The boy Staufer had courage, and had his wits about him - he was destined for some kind of career in media. He was expelled from Dilworth because he called the tabloid newspaper the Sunday News.
“But first I had to find the phone number of Sunday News, and to do that, I had to go into the matron’s office and have a friend of mine keep her attention outside while I ripped the number out of her Yellow Pages.
“And then I went to the one phone in the school - it was like a public call box that we used to line up for to phone our mums and dads - and I crept in on a Monday night when I thought everyone was asleep.
“I got through to a journalist, and managed to say, ‘Hi, I’m calling from an Auckland boarding school and abuse is happening’. And then one of the abusers came in and slapped the phone down. The next day I was expelled. Which, of course, is what I wanted to happen.”
He was transferred to Onehunga College, and then Mt Roskill Grammar. He arrived at Mt Roskill with green hair. “This boy just comes up at the end of the assembly, and says, ‘You’re all right mate. I’ll look after you. Probably one of the luckiest days of my life.”
He has remained close life-long friends with Russell Crowe.
The question of his f***ed-upness preyed on his mind as the interview continued. “Maybe I’m unhinged because of being raped,” he said, apropos of something else entirely. “Maybe I’m crazy anyway.”
I asked, “How are you, Mark?”
He laughed, and said, “Can you be my new psychologist? I’m doing better. The actual involvement in this project had a overwhelming effect on me that I didn’t see coming. And I kind of feel humiliated about that. I thought I’d be stronger. I was thinking, like, you know, I’m kind of bulletproof. But the last six months or so have been really hard six months.”

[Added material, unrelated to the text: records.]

//! End-to-end ender chest migration over generated player files.
//!
//! Run with: `cargo test -p playerdata-migrate --test enderchest_test`

#![allow(clippy::pedantic)]

mod common;

use mongodb::bson::{doc, Bson};
use tempfile::TempDir;
use wiremock::matchers::{method, path};
use wiremock::{Mock, MockServer, ResponseTemplate};

use common::{
    compound, item_table, legacy_item, named_item, player_root, write_player_file,
    ScriptedPrompter,
};
use playerdata_migrate::migrators::enderchest::migrate_directory;
use playerdata_migrate::nbt::{List, Tag, TagKind};
use playerdata_migrate::{
    DocumentStore, MemoryStore, MigrationConfig, MigrationContext, MigrationOptions,
    MigratorRegistry,
};

const ALEX: &str = "00000000-0000-4000-8000-000000000001";
const STEVE: &str = "00000000-0000-4000-8000-000000000002";
const EMPTY: &str = "00000000-0000-4000-8000-000000000003";
const BROKEN: &str = "00000000-0000-4000-8000-000000000004";

fn options() -> MigrationOptions {
    MigrationOptions {
        dry_run: false,
        progress_interval: 1,
    }
}

#[tokio::test]
async fn test_migrates_directory_into_banks() {
    let dir = TempDir::new().unwrap();
    write_player_file(
        dir.path(),
        ALEX,
        &player_root(vec![legacy_item(1, 64, 0, 0), named_item("minecraft:diamond", 3, 5)]),
    );
    write_player_file(dir.path(), STEVE, &player_root(vec![legacy_item(264, 1, 26, 0)]));
    write_player_file(dir.path(), EMPTY, &player_root(Vec::new()));
    std::fs::write(dir.path().join(format!("{BROKEN}.dat")), b"\x1f\x8b\x08garbage").unwrap();
    std::fs::write(dir.path().join("notes.txt"), b"ignored").unwrap();

    let store = MemoryStore::new();
    let stats = migrate_directory(dir.path(), &item_table(), &store, &options())
        .await
        .unwrap();

    assert_eq!(stats.scanned, 4);
    assert_eq!(stats.migrated, 2);
    assert_eq!(stats.empty, 1);
    assert_eq!(stats.skipped, 1);
    assert_eq!(stats.written, 2);

    // One bulk insert for all banks
    assert_eq!(store.bulk_writes(), 1);

    // Users are created only for players with a non-empty bank
    let users = store.users();
    assert_eq!(users.len(), 2);
    let alex_id = store.find_user_id(ALEX).await.unwrap().unwrap();
    assert!(store.find_user_id(EMPTY).await.unwrap().is_none());

    let banks = store.banks();
    let alex_bank = banks
        .iter()
        .find(|b| b.get_document("user").unwrap().get("$id") == Some(&alex_id))
        .unwrap();
    let user_ref = alex_bank.get_document("user").unwrap();
    assert_eq!(user_ref.get_str("$ref").unwrap(), "users");

    let items = alex_bank.get_array("items").unwrap();
    assert_eq!(items.len(), 2);
    let first = items[0].as_document().unwrap();
    assert_eq!(first.get_str("type").unwrap(), "STONE");
    assert_eq!(first.get_i32("amount").unwrap(), 64);
    assert_eq!(first.get_i32("slot").unwrap(), 0);
    assert!(!first.contains_key("meta"));

    let second = items[1].as_document().unwrap();
    assert_eq!(second.get_str("type").unwrap(), "DIAMOND");
    assert_eq!(second.get_i32("slot").unwrap(), 5);
}

#[tokio::test]
async fn test_existing_user_is_referenced_not_duplicated() {
    let dir = TempDir::new().unwrap();
    write_player_file(dir.path(), ALEX, &player_root(vec![legacy_item(1, 1, 0, 0)]));

    let store = MemoryStore::new();
    let existing = store.insert_user(ALEX).await.unwrap();

    migrate_directory(dir.path(), &item_table(), &store, &options())
        .await
        .unwrap();

    assert_eq!(store.users().len(), 1);
    let bank = &store.banks()[0];
    assert_eq!(bank.get_document("user").unwrap().get("$id"), Some(&existing));
}

#[tokio::test]
async fn test_unknown_names_map_to_air() {
    let dir = TempDir::new().unwrap();
    write_player_file(
        dir.path(),
        ALEX,
        &player_root(vec![named_item("minecraft:netherite_ingot", 1, 0)]),
    );

    let store = MemoryStore::new();
    migrate_directory(dir.path(), &item_table(), &store, &options())
        .await
        .unwrap();

    let items = store.banks()[0].get_array("items").unwrap().clone();
    assert_eq!(
        items[0].as_document().unwrap().get_str("type").unwrap(),
        "AIR"
    );
}

#[tokio::test]
async fn test_item_metadata_is_written() {
    let enchant = |id: i16, lvl: i16| {
        Tag::Compound(compound([("id", Tag::Short(id)), ("lvl", Tag::Short(lvl))]))
    };
    let book = Tag::Compound(compound([
        ("id", Tag::String("minecraft:enchanted_book".to_string())),
        ("Count", Tag::Byte(1)),
        ("Slot", Tag::Byte(2)),
        ("Damage", Tag::Short(0)),
        (
            "tag",
            Tag::Compound(compound([
                (
                    "StoredEnchantments",
                    Tag::List(List::new(TagKind::Compound, vec![enchant(16, 5), enchant(99, 1)]).unwrap()),
                ),
                (
                    "display",
                    Tag::Compound(compound([("Name", Tag::String("Sharp".to_string()))])),
                ),
            ])),
        ),
    ]));

    let dir = TempDir::new().unwrap();
    write_player_file(dir.path(), ALEX, &player_root(vec![book]));

    let store = MemoryStore::new();
    migrate_directory(dir.path(), &item_table(), &store, &options())
        .await
        .unwrap();

    let items = store.banks()[0].get_array("items").unwrap().clone();
    let meta = items[0].as_document().unwrap().get_document("meta").unwrap().clone();
    assert_eq!(meta.get_str("==").unwrap(), "ItemMeta");
    assert_eq!(meta.get_str("meta-type").unwrap(), "ENCHANTED");
    assert_eq!(meta.get_str("display-name").unwrap(), "Sharp");
    assert_eq!(
        meta.get_document("stored-enchants").unwrap(),
        &doc! { "DAMAGE_ALL": 5, "null": 1 }
    );
}

#[tokio::test]
async fn test_missing_ender_items_skips_file() {
    let dir = TempDir::new().unwrap();
    write_player_file(dir.path(), ALEX, &compound([("Health", Tag::Float(20.0))]));
    write_player_file(dir.path(), STEVE, &player_root(vec![legacy_item(1, 1, 0, 0)]));

    let store = MemoryStore::new();
    let stats = migrate_directory(dir.path(), &item_table(), &store, &options())
        .await
        .unwrap();

    assert_eq!(stats.skipped, 1);
    assert_eq!(stats.migrated, 1);
    assert_eq!(store.banks().len(), 1);
}

#[tokio::test]
async fn test_empty_directory_writes_nothing() {
    let dir = TempDir::new().unwrap();
    let store = MemoryStore::new();
    let stats = migrate_directory(dir.path(), &item_table(), &store, &options())
        .await
        .unwrap();

    assert_eq!(stats.scanned, 0);
    assert_eq!(stats.written, 0);
    assert_eq!(store.bulk_writes(), 0);
}

#[tokio::test]
async fn test_dry_run_through_registry() {
    let server = MockServer::start().await;
    Mock::given(method("GET"))
        .and(path("/items.json"))
        .respond_with(ResponseTemplate::new(200).set_body_json(serde_json::json!([
            { "type": 1, "meta": 0, "name": "Stone", "text_type": "stone" }
        ])))
        .mount(&server)
        .await;

    let dir = TempDir::new().unwrap();
    write_player_file(dir.path(), ALEX, &player_root(vec![named_item("minecraft:stone", 1, 0)]));

    let mut config = MigrationConfig::default();
    config.item_table.url = format!("{}/items.json", server.uri());
    config.options.dry_run = true;

    let player_dir = dir.path().to_string_lossy().into_owned();
    let prompter = ScriptedPrompter::new([player_dir.as_str()]);
    let mut ctx = MigrationContext::new(config, Box::new(prompter));

    let registry = MigratorRegistry::with_builtin();
    let migrator = registry.get("EnderChest").unwrap();
    assert!(migrator.migrate(&mut ctx).await);
}

#[tokio::test]
async fn test_unreachable_item_table_fails_migration() {
    let server = MockServer::start().await;
    Mock::given(method("GET"))
        .respond_with(ResponseTemplate::new(503))
        .mount(&server)
        .await;

    let dir = TempDir::new().unwrap();
    let mut config = MigrationConfig::default();
    config.item_table.url = format!("{}/items.json", server.uri());
    config.options.dry_run = true;

    let player_dir = dir.path().to_string_lossy().into_owned();
    let mut ctx = MigrationContext::new(config, Box::new(ScriptedPrompter::new([player_dir.as_str()])));

    let registry = MigratorRegistry::with_builtin();
    assert!(!registry.get("enderchest").unwrap().migrate(&mut ctx).await);
}

#[test]
fn test_user_reference_shape() {
    let user = playerdata_migrate::writer::UserRef::new(Bson::Int32(7));
    let document = mongodb::bson::to_document(&user).unwrap();
    assert_eq!(document, doc! { "$ref": "users", "$id": 7 });
}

I asked, “Are you in counselling?”
He said, “Yeah, yeah.”
I asked, “Are you planning to come back to New Zealand?”
“I think I might come back to politics,” he said. “I’m really disappointed in the world at the moment. The idiots who are running things. Ukraine. Gaza. I mean, there’s an endless list of this shit. As for New Zealand, I think your former Prime Minister has harmed the country to a huge extent.”
He meant Dame Jacinda Ardern.
I asked, “Is there a particular party you have in mind?”
He said, “No. They’re all the same party, aren’t they, really? What have you got? Five of them? They’re all the same. No one’s looking after the people. No one’s thinking about the people.”
I asked, “Did you observe anything of the famous occupation of Parliament by anti-vax groups?”
“Yes, I did,” he said. “I watched it with a lot of interest. Not that you could get a lot of it on mainstream media. But I watched what I could, and it was kind of revolting. How she reacted to it.”
He meant Ardern.
I asked, “So the voice of those people is possibly the kind of voice you’re interested in?”
He said, “Very much so.”
I asked, “I wonder whether you’ve heard of a former broadcaster called Liz Gunn?”
He said, “She did the Covid stuff, right?”
I asked, “What do you make of her?”
“I think she’s quite gutsy,” said Mark Staufer, independent spirit, survivor of the worst things school can make a kid suffer, living his best possibly unhinged life.
The Lost Boys of Dilworth, TVNZ 1, Sunday, April 14, 8.30pm.